Introduction to Fluorine element-Discovery-Occurrence-Properties-Uses-Facts

LEARNING OBJECTIVES

In this article, author has explained the discovery, occurrence, properties, applications of fluorine. Here are also some facts about fluorine explained by author.


Fluorine is the most reactive element. It is the lightest weight and small size member of the halogens. Fluorine is the toxic pale yellow diatomic gas. Due to high electronegativity, it reacts with all the elements except a few. The dissociation energy of fluorine is low as compare to chlorine and bromine.

Discovery of fluorine

The early chemists know that there is some unidentified element similar to chlorine. But they could not isolate it. The great Humphry Davy was unable to produce the element and he became sick by isolating it from the hydrofluoric acid.

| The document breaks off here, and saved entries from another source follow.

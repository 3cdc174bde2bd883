//! Per-axis standardization of coordinates to zero mean, unit variance.
//!
//! Statistics are fit exactly once per clustering run, over exactly the
//! point set being clustered, and reused to map centroids back into
//! latitude/longitude units afterwards.

use crate::processors::geo::GeoPoint;

/// Fitted standardization statistics for the latitude and longitude axes.
///
/// Axis order is `[latitude, longitude]` throughout.
#[derive(Debug, Clone, Copy, PartialEq)]
pub struct Standardizer {
    pub mean: [f64; 2],
    pub std: [f64; 2],
}

impl Standardizer {
    /// Compute per-axis mean and (population) standard deviation over the
    /// given points.
    ///
    /// Must be called with at least one point; the clusterer validates
    /// non-emptiness before fitting.
    pub fn fit(points: &[GeoPoint]) -> Self {
        debug_assert!(!points.is_empty(), "cannot fit on zero points");

        let n = points.len() as f64;
        let mut mean = [0.0f64; 2];
        for p in points {
            mean[0] += p.latitude;
            mean[1] += p.longitude;
        }
        mean[0] /= n;
        mean[1] /= n;

        let mut var = [0.0f64; 2];
        for p in points {
            let dlat = p.latitude - mean[0];
            let dlon = p.longitude - mean[1];
            var[0] += dlat * dlat;
            var[1] += dlon * dlon;
        }

        Self {
            mean,
            std: [(var[0] / n).sqrt(), (var[1] / n).sqrt()],
        }
    }

    /// Map a point into standardized space.
    ///
    /// A zero-variance axis maps to 0.0 for every point, so degenerate
    /// inputs never produce NaN or infinity.
    #[inline]
    pub fn transform(&self, point: &GeoPoint) -> [f64; 2] {
        [
            scale(point.latitude, self.mean[0], self.std[0]),
            scale(point.longitude, self.mean[1], self.std[1]),
        ]
    }

    /// Map a standardized-space coordinate back to latitude/longitude units.
    ///
    /// For a zero-variance axis this returns the axis mean, which is the
    /// shared coordinate of all input points.
    #[inline]
    pub fn inverse(&self, scaled: &[f64; 2]) -> [f64; 2] {
        [
            scaled[0] * self.std[0] + self.mean[0],
            scaled[1] * self.std[1] + self.mean[1],
        ]
    }
}

#[inline]
fn scale(value: f64, mean: f64, std: f64) -> f64 {
    if std == 0.0 {
        0.0
    } else {
        (value - mean) / std
    }
}

#[cfg(test)]
mod tests {
    use super::*;

    fn point(lat: f64, lon: f64) -> GeoPoint {
        GeoPoint {
            row: 0,
            latitude: lat,
            longitude: lon,
        }
    }

    #[test]
    fn test_fit_mean_and_std() {
        let points = vec![point(1.0, 10.0), point(3.0, 30.0)];
        let s = Standardizer::fit(&points);

        assert!((s.mean[0] - 2.0).abs() < 1e-12);
        assert!((s.mean[1] - 20.0).abs() < 1e-12);
        assert!((s.std[0] - 1.0).abs() < 1e-12);
        assert!((s.std[1] - 10.0).abs() < 1e-12);
    }

    #[test]
    fn test_transform_zero_mean_unit_variance() {
        let points = vec![point(1.0, 10.0), point(3.0, 30.0)];
        let s = Standardizer::fit(&points);

        let a = s.transform(&points[0]);
        let b = s.transform(&points[1]);
        assert!((a[0] + 1.0).abs() < 1e-12);
        assert!((b[0] - 1.0).abs() < 1e-12);
        assert!((a[1] + 1.0).abs() < 1e-12);
        assert!((b[1] - 1.0).abs() < 1e-12);
    }

    #[test]
    fn test_round_trip() {
        let points = vec![
            point(41.88, -87.63),
            point(41.90, -87.60),
            point(41.70, -87.65),
        ];
        let s = Standardizer::fit(&points);

        for p in &points {
            let back = s.inverse(&s.transform(p));
            assert!((back[0] - p.latitude).abs() < 1e-9);
            assert!((back[1] - p.longitude).abs() < 1e-9);
        }
    }

    #[test]
    fn test_zero_variance_axis_is_finite() {
        // All points share a latitude; that axis must scale to 0.0
        let points = vec![point(41.88, -87.63), point(41.88, -87.60)];
        let s = Standardizer::fit(&points);

        for p in &points {
            let scaled = s.transform(p);
            assert!(scaled[0].is_finite());
            assert_eq!(scaled[0], 0.0);
            assert!(scaled[1].is_finite());
        }

        // Inverse of a degenerate axis recovers the shared coordinate
        let back = s.inverse(&[0.0, 0.0]);
        assert!((back[0] - 41.88).abs() < 1e-12);
    }

    #[test]
    fn test_single_point_fully_degenerate() {
        let points = vec![point(41.88, -87.63)];
        let s = Standardizer::fit(&points);

        let scaled = s.transform(&points[0]);
        assert_eq!(scaled, [0.0, 0.0]);

        let back = s.inverse(&scaled);
        assert!((back[0] - 41.88).abs() < 1e-12);
        assert!((back[1] + 87.63).abs() < 1e-12);
    }
}
//! Package and attribute resolution for each platform the default recipe supports

use ark_helper::plan::{includes_recipe, installs_package, plan, PlanOptions, SEVEN_ZIP_RECIPE};
use ark_helper::resolver::resolve;
use ark_helper::test_utils::assertions::{
    assert_installs_exactly, assert_installs_none_of, assert_plan_installs,
};
use ark_helper::test_utils::fixtures;

mod unspecified_platform {
    use super::*;

    #[test]
    fn installs_necessary_packages() {
        let resolution = resolve(&fixtures::unspecified());
        assert_installs_exactly(
            &resolution,
            &[
                "libtool", "autoconf", "unzip", "rsync", "make", "gcc", "autogen",
            ],
        );
    }

    #[test]
    fn does_not_install_gcc_cxx() {
        let resolution = resolve(&fixtures::unspecified());
        assert!(!resolution.packages.contains("gcc-c++"));
        let actions = plan(&resolution, &PlanOptions::default());
        assert!(!installs_package(&actions, "gcc-c++"));
    }

    #[test]
    fn does_not_include_seven_zip_recipe() {
        let actions = plan(&resolve(&fixtures::unspecified()), &PlanOptions::default());
        assert!(!includes_recipe(&actions, SEVEN_ZIP_RECIPE));

        // Opting in has no effect off Windows
        let actions = plan(
            &resolve(&fixtures::unspecified()),
            &PlanOptions { seven_zip: true },
        );
        assert!(!includes_recipe(&actions, SEVEN_ZIP_RECIPE));
    }

    #[test]
    fn apache_mirror() {
        let attributes = resolve(&fixtures::unspecified()).attributes;
        assert_eq!(attributes.get("apache_mirror"), Some("http://apache.mirrors.tds.net"));
    }

    #[test]
    fn prefix_root() {
        let attributes = resolve(&fixtures::unspecified()).attributes;
        assert_eq!(attributes.get("prefix_root"), Some("/usr/local"));
    }

    #[test]
    fn prefix_bin() {
        let attributes = resolve(&fixtures::unspecified()).attributes;
        assert_eq!(attributes.get("prefix_bin"), Some("/usr/local/bin"));
    }

    #[test]
    fn prefix_home() {
        let attributes = resolve(&fixtures::unspecified()).attributes;
        assert_eq!(attributes.get("prefix_home"), Some("/usr/local"));
    }

    #[test]
    fn tar_binary() {
        let attributes = resolve(&fixtures::unspecified()).attributes;
        assert_eq!(attributes.get("tar"), Some("/bin/tar"));
    }
}

#[test]
fn centos_installs_necessary_packages() {
    let resolution = resolve(&fixtures::centos());
    assert_installs_exactly(
        &resolution,
        &[
            "libtool",
            "autoconf",
            "unzip",
            "rsync",
            "make",
            "gcc",
            "xz-lzma-compat",
            "bzip2",
            "tar",
        ],
    );
}

#[test]
fn debian_installs_necessary_packages() {
    let resolution = resolve(&fixtures::ubuntu());
    assert_installs_exactly(
        &resolution,
        &[
            "libtool",
            "autoconf",
            "unzip",
            "rsync",
            "make",
            "gcc",
            "autogen",
            "shtool",
            "pkg-config",
        ],
    );
    assert_eq!(resolution.attributes.tar, "/bin/tar");
}

#[test]
fn freebsd_installs_necessary_packages() {
    let resolution = resolve(&fixtures::freebsd());
    assert_installs_exactly(
        &resolution,
        &[
            "libtool", "autoconf", "unzip", "rsync", "gmake", "gcc", "autogen", "gtar",
        ],
    );
    assert_installs_none_of(&resolution, &["make"]);
}

#[test]
fn freebsd_tar_binary() {
    assert_eq!(resolve(&fixtures::freebsd()).attributes.tar, "/usr/bin/tar");
}

#[test]
fn mac_os_x_does_not_install_packages() {
    let resolution = resolve(&fixtures::mac_os_x());
    assert_installs_none_of(
        &resolution,
        &["libtool", "autoconf", "unzip", "rsync", "make", "gcc"],
    );
    assert!(resolution.packages.is_empty());
    assert!(plan(&resolution, &PlanOptions::default()).is_empty());
}

#[test]
fn mac_os_x_tar_binary() {
    assert_eq!(resolve(&fixtures::mac_os_x()).attributes.tar, "/usr/bin/tar");
}

#[test]
fn rhel_installs_necessary_packages() {
    let resolution = resolve(&fixtures::redhat());
    let actions = plan(&resolution, &PlanOptions::default());
    assert_plan_installs(
        &actions,
        &[
            "libtool",
            "autoconf",
            "unzip",
            "rsync",
            "make",
            "gcc",
            "xz-lzma-compat",
            "bzip2",
            "tar",
        ],
    );
    assert_eq!(resolution.packages, resolve(&fixtures::centos()).packages);
}

#[test]
fn smartos_installs_necessary_packages() {
    let resolution = resolve(&fixtures::smartos());
    assert_installs_exactly(
        &resolution,
        &[
            "libtool", "autoconf", "unzip", "rsync", "make", "gcc", "gtar", "autogen",
        ],
    );
}

#[test]
fn smartos_tar_binary() {
    assert_eq!(resolve(&fixtures::smartos()).attributes.tar, "/bin/gtar");
}

#[test]
fn windows_does_not_install_packages() {
    let resolution = resolve(&fixtures::windows());
    assert_installs_none_of(
        &resolution,
        &[
            "libtool",
            "autoconf",
            "unzip",
            "rsync",
            "make",
            "gmake",
            "gcc",
            "autogen",
            "xz-lzma-compat",
            "bzip2",
            "tar",
        ],
    );
    assert!(resolution.packages.is_empty());
}

#[test]
fn windows_tar_binary() {
    assert_eq!(
        resolve(&fixtures::windows()).attributes.tar,
        r#""\7-zip\7z.exe""#
    );
}

#[test]
fn windows_seven_zip_requires_opt_in() {
    let resolution = resolve(&fixtures::windows());
    assert!(!includes_recipe(
        &plan(&resolution, &PlanOptions::default()),
        SEVEN_ZIP_RECIPE
    ));
    assert!(includes_recipe(
        &plan(&resolution, &PlanOptions { seven_zip: true }),
        SEVEN_ZIP_RECIPE
    ));
}

#[test]
fn gcc_cxx_never_required() {
    for (label, descriptor) in fixtures::all_platforms() {
        let resolution = resolve(&descriptor);
        assert!(
            !resolution.packages.contains("gcc-c++"),
            "{label} should not require gcc-c++"
        );
    }
}

#[test]
fn resolution_is_idempotent() {
    for (label, descriptor) in fixtures::all_platforms() {
        assert_eq!(resolve(&descriptor), resolve(&descriptor), "{label}");
    }
}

In 1869, British chemist George Gore passed an electric current through the liquid HF. But due to disaster, the gas released as a result of this experiment violently reacted with the hydrogen. He thought that the gas released is fluorine. But he was unable to collect it and prove it. In 1886, French Chemist Henri Moissan produced fluorine by the electrolysis of potassium bifluoride dissolved in the liquid HF.

Occurrence of fluorine

Fluorine is mostly found in the combined form of its compounds. In pure form, it is rare. It usually exists as a fluoride ion in the aqueous solution. It is found in rocks, coal, and clay. Fluorine is the 13th most abundant element on Earths crust and the 24th most common in the universe. The main source of fluorine is the mineral fluorite. The major minerals of fluorine are fluorspar (CaF2), cryolite (Na3AlF6), and Fluorapatite 3Ca(PO4)2, CaF2

Physical properties of fluorine

  • Symbol: F
  • Atomic Number: 9
  • Appearance: pale yellow color diatomic gas
  • Atomic Weight: 18.998
  • Classification: Halogen
  • Phase at Room Temperature: Gas
  • Density: 1.696 g/L @ 0°C
  • Electronegativity: 3.98
  • Wander Waal radius: 147pm
  • Melting Point: -219.62°C, -363.32°F
  • Boiling Point: -188.12°C, -306.62°F
  • Discovered by: Henri Moissan in 1886
  • Conjugated acid: hydrogen fluoride

Position in the periodic table

Uses of fluorine

  • Molecular and atomic fluorine is used in the manufacturing of semiconductors.
  • Chlorofluorocarbons are used as aerosol propellants in air conditioners and refrigerators.
  • Fluorine plays an essential role in dental health. They are used in toothpaste.
  • It is used in optoelectric nuclear batteries.
  • The metal is also used to map the circulatory system and other disorders.
  • Fluorine is used for welding purposes and frosting glass.
  • It is used in the formation of uranium hexafluoride. Hexafluoride is needed to separate the isotopes of uranium.
  • It is also used in the formation of sulfur hexafluoride. Sulfur hexafluoride gas is an insulating gas. It is used for high-power electricity transformers.
  • Fluorine is used in aluminum fluoride. It is an electrolyte that is used in the electrolytic smelting of aluminum.
  • It is use in many flurochemicals like Teflon (polytetrafluroethene). Teflon is a high-temperature plastic used in non-stick frying pans. Teflon is also used for the insulation of the cable.
  • The solution of hydrogen fluoride gas is known as hydrofluoric acid. Hydrofluoric acid in industries for the cleaning of metals and polishing, frosting and etching of glass.
  • Fluorine is essential for the strengthening of bones and teeth. In some areas, fluorine is added to the drinking water to prevent dental decay.

Facts about fluorine

  • Henri Moissan who discovered fluorine also made the worlds first artificial diamond. This diamond was produced by applying huge pressure on the charcoal.
  • The melting point, boiling point, heat of fusion and heat of vapourization of hydrogen fluoride are much high as compare to other halogens due to presence of hydrogen bonding.
  • Fluorine is the lightest halogen.
  • Fluorine is the 13th most abundant element on the Earths crust. It is not found in pure form due to high reactivity and is always found in combined form.
  • Fluorine can attack diamonds.
  • Because of its reactivity, it cannot be stored. HF is easier to transport and handle as compared to pure fluorine.
  • Fluorine is highly reactive. It reacts violently with all other elements except oxygen, helium, and neon.
  • Fluorine is the most electronegative element of all the elements.
  • Hydrofluoric acid (HF) has fluoride ions. These fluoride ions have a high affinity for calcium. HF when absorbed in the body can cause death by interfering with blood and the bodys calcium metabolism.
  • Fluorine-19 is the only stable isotope of fluorine.
  • Fluorine reacts directly with noble gases.